- **Prompt**:
Please give the data below again in full, exactly as it stands.

• • •

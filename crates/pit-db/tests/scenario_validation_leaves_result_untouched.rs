//! Rejected submissions must not touch the running result.

use pit_db::{NewFillCredit, StoreError};
use pit_ledger::GamingDayClock;
use pit_testkit::{db_or_skip, float, seed_game_day, seed_hall, seed_table};
use rust_decimal::Decimal;

#[tokio::test]
async fn negative_quantities_are_rejected_without_side_effects() -> anyhow::Result<()> {
    let Some(pool) = db_or_skip("negative_quantities").await? else {
        return Ok(());
    };

    let hall = seed_hall(&pool).await?;
    let table = seed_table(&pool, &[("5", 10)], Some(hall)).await?;
    let day = seed_game_day(&pool, Some(hall)).await?;

    pit_db::submit_plaque(&pool, table.id, day.id, &float(&[("100", 1)])).await?;

    let err = pit_db::submit_plaque(&pool, table.id, day.id, &float(&[("100", -1)]))
        .await
        .unwrap_err();
    assert!(matches!(err, StoreError::Validation(ref m) if m.contains("100")), "{err:?}");

    let err = pit_db::submit_close_floot(&pool, table.id, day.id, &float(&[("5", 3), ("25", -2)]))
        .await
        .unwrap_err();
    assert!(matches!(err, StoreError::Validation(_)), "{err:?}");

    let tr = pit_db::fetch_table_result(&pool, table.id, day.id).await?;
    assert_eq!(tr.result, Decimal::from(100));
    Ok(())
}

#[tokio::test]
async fn zero_fill_credit_is_a_validation_error() -> anyhow::Result<()> {
    let Some(pool) = db_or_skip("zero_fill_credit").await? else {
        return Ok(());
    };

    let hall = seed_hall(&pool).await?;
    let table = seed_table(&pool, &[("5", 10)], Some(hall)).await?;
    let day = seed_game_day(&pool, Some(hall)).await?;

    let err = pit_db::record_fill_credit(
        &pool,
        &GamingDayClock::default(),
        &NewFillCredit {
            table_id: table.id,
            game_day_id: Some(day.id),
            amount: Decimal::ZERO,
            action_time: None,
        },
    )
    .await
    .unwrap_err();
    assert_eq!(err.kind(), "validation");

    let listed = pit_db::list_fill_credits(&pool, Some(table.id), Some(day.id)).await?;
    assert!(listed.is_empty());
    Ok(())
}

#[tokio::test]
async fn unknown_records_are_not_found() -> anyhow::Result<()> {
    let Some(pool) = db_or_skip("unknown_records").await? else {
        return Ok(());
    };

    let hall = seed_hall(&pool).await?;
    let day = seed_game_day(&pool, Some(hall)).await?;

    let err = pit_db::submit_close_floot(&pool, i64::MAX, day.id, &float(&[("5", 1)]))
        .await
        .unwrap_err();
    assert_eq!(err.kind(), "not_found");

    let err = pit_db::update_plaque(&pool, i64::MAX, Some(&float(&[("5", 1)])))
        .await
        .unwrap_err();
    assert_eq!(err.kind(), "not_found");

    let err = pit_db::delete_fill_credit(&pool, i64::MAX).await.unwrap_err();
    assert_eq!(err.kind(), "not_found");

    let err = pit_db::audit_game_day(&pool, i64::MAX).await.unwrap_err();
    assert_eq!(err.kind(), "not_found");
    Ok(())
}

#[tokio::test]
async fn amounts_past_the_money_range_are_validation_errors() -> anyhow::Result<()> {
    let Some(pool) = db_or_skip("money_range").await? else {
        return Ok(());
    };

    let hall = seed_hall(&pool).await?;
    let table = seed_table(&pool, &[("5", 10)], Some(hall)).await?;
    let day = seed_game_day(&pool, Some(hall)).await?;
    let clock = GamingDayClock::default();
    let credit = |amount: Decimal| NewFillCredit {
        table_id: table.id,
        game_day_id: Some(day.id),
        amount,
        action_time: None,
    };

    let err = pit_db::submit_close_floot(&pool, table.id, day.id, &float(&[("1000", 1_000_000_000_000)]))
        .await
        .unwrap_err();
    assert_eq!(err.kind(), "validation", "{err:?}");

    let err = pit_db::record_fill_credit(&pool, &clock, &credit(Decimal::from(1_000_000_000_000_000_000i64)))
        .await
        .unwrap_err();
    assert_eq!(err.kind(), "validation", "{err:?}");

    // Each entry fits, the running sum does not.
    pit_db::record_fill_credit(&pool, &clock, &credit(pit_ledger::MAX_MONEY)).await?;
    let err = pit_db::record_fill_credit(&pool, &clock, &credit(pit_ledger::MAX_MONEY))
        .await
        .unwrap_err();
    assert_eq!(err.kind(), "validation", "{err:?}");

    let tr = pit_db::fetch_table_result(&pool, table.id, day.id).await?;
    assert_eq!(tr.result, pit_ledger::MAX_MONEY);
    let listed = pit_db::list_fill_credits(&pool, Some(table.id), Some(day.id)).await?;
    assert_eq!(listed.len(), 1);
    Ok(())
}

• • •

- **Answer section**:
filename crates/pit-db/tests/scenario_validation_leaves_result_untouched.rs
//! Rejected submissions must not touch the running result.

use pit_db::{NewFillCredit, StoreError};
use pit_ledger::GamingDayClock;
use pit_testkit::{db_or_skip, float, seed_game_day, seed_hall, seed_table};
use rust_decimal::Decimal;

#[tokio::test]
async fn negative_quantities_are_rejected_without_side_effects() -> anyhow::Result<()> {
    let Some(pool) = db_or_skip("negative_quantities").await? else {
        return Ok(());
    };

    let hall = seed_hall(&pool).await?;
    let table = seed_table(&pool, &[("5", 10)], Some(hall)).await?;
    let day = seed_game_day(&pool, Some(hall)).await?;

    pit_db::submit_plaque(&pool, table.id, day.id, &float(&[("100", 1)])).await?;

    let err = pit_db::submit_plaque(&pool, table.id, day.id, &float(&[("100", -1)]))
        .await
        .unwrap_err();
    assert!(matches!(err, StoreError::Validation(ref m) if m.contains("100")), "{err:?}");

    let err = pit_db::submit_close_floot(&pool, table.id, day.id, &float(&[("5", 3), ("25", -2)]))
        .await
        .unwrap_err();
    assert!(matches!(err, StoreError::Validation(_)), "{err:?}");

    let tr = pit_db::fetch_table_result(&pool, table.id, day.id).await?;
    assert_eq!(tr.result, Decimal::from(100));
    Ok(())
}

#[tokio::test]
async fn zero_fill_credit_is_a_validation_error() -> anyhow::Result<()> {
    let Some(pool) = db_or_skip("zero_fill_credit").await? else {
        return Ok(());
    };

    let hall = seed_hall(&pool).await?;
    let table = seed_table(&pool, &[("5", 10)], Some(hall)).await?;
    let day = seed_game_day(&pool, Some(hall)).await?;

    let err = pit_db::record_fill_credit(
        &pool,
        &GamingDayClock::default(),
        &NewFillCredit {
            table_id: table.id,
            game_day_id: Some(day.id),
            amount: Decimal::ZERO,
            action_time: None,
        },
    )
    .await
    .unwrap_err();
    assert_eq!(err.kind(), "validation");

    let listed = pit_db::list_fill_credits(&pool, Some(table.id), Some(day.id)).await?;
    assert!(listed.is_empty());
    Ok(())
}

#[tokio::test]
async fn unknown_records_are_not_found() -> anyhow::Result<()> {
    let Some(pool) = db_or_skip("unknown_records").await? else {
        return Ok(());
    };

    let hall = seed_hall(&pool).await?;
    let day = seed_game_day(&pool, Some(hall)).await?;

    let err = pit_db::submit_close_floot(&pool, i64::MAX, day.id, &float(&[("5", 1)]))
        .await
        .unwrap_err();
    assert_eq!(err.kind(), "not_found");

    let err = pit_db::update_plaque(&pool, i64::MAX, Some(&float(&[("5", 1)])))
        .await
        .unwrap_err();
    assert_eq!(err.kind(), "not_found");

    let err = pit_db::delete_fill_credit(&pool, i64::MAX).await.unwrap_err();
    assert_eq!(err.kind(), "not_found");

    let err = pit_db::audit_game_day(&pool, i64::MAX).await.unwrap_err();
    assert_eq!(err.kind(), "not_found");
    Ok(())
}

#[tokio::test]
async fn amounts_past_the_money_range_are_validation_errors() -> anyhow::Result<()> {
    let Some(pool) = db_or_skip("money_range").await? else {
        return Ok(());
    };

    let hall = seed_hall(&pool).await?;
    let table = seed_table(&pool, &[("5", 10)], Some(hall)).await?;
    let day = seed_game_day(&pool, Some(hall)).await?;
    let clock = GamingDayClock::default();
    let credit = |amount: Decimal| NewFillCredit {
        table_id: table.id,
        game_day_id: Some(day.id),
        amount,
        action_time: None,
    };

    let err = pit_db::submit_close_floot(&pool, table.id, day.id, &float(&[("1000", 1_000_000_000_000)]))
        .await
        .unwrap_err();
    assert_eq!(err.kind(), "validation", "{err:?}");

    let err = pit_db::record_fill_credit(&pool, &clock, &credit(Decimal::from(1_000_000_000_000_000_000i64)))
        .await
        .unwrap_err();
    assert_eq!(err.kind(), "validation", "{err:?}");

    // Each entry fits, the running sum does not.
    pit_db::record_fill_credit(&pool, &clock, &credit(pit_ledger::MAX_MONEY)).await?;
    let err = pit_db::record_fill_credit(&pool, &clock, &credit(pit_ledger::MAX_MONEY))
        .await
        .unwrap_err();
    assert_eq!(err.kind(), "validation", "{err:?}");

    let tr = pit_db::fetch_table_result(&pool, table.id, day.id).await?;
    assert_eq!(tr.result, pit_ledger::MAX_MONEY);
    let listed = pit_db::list_fill_credits(&pool, Some(table.id), Some(day.id)).await?;
    assert_eq!(listed.len(), 1);
    Ok(())
}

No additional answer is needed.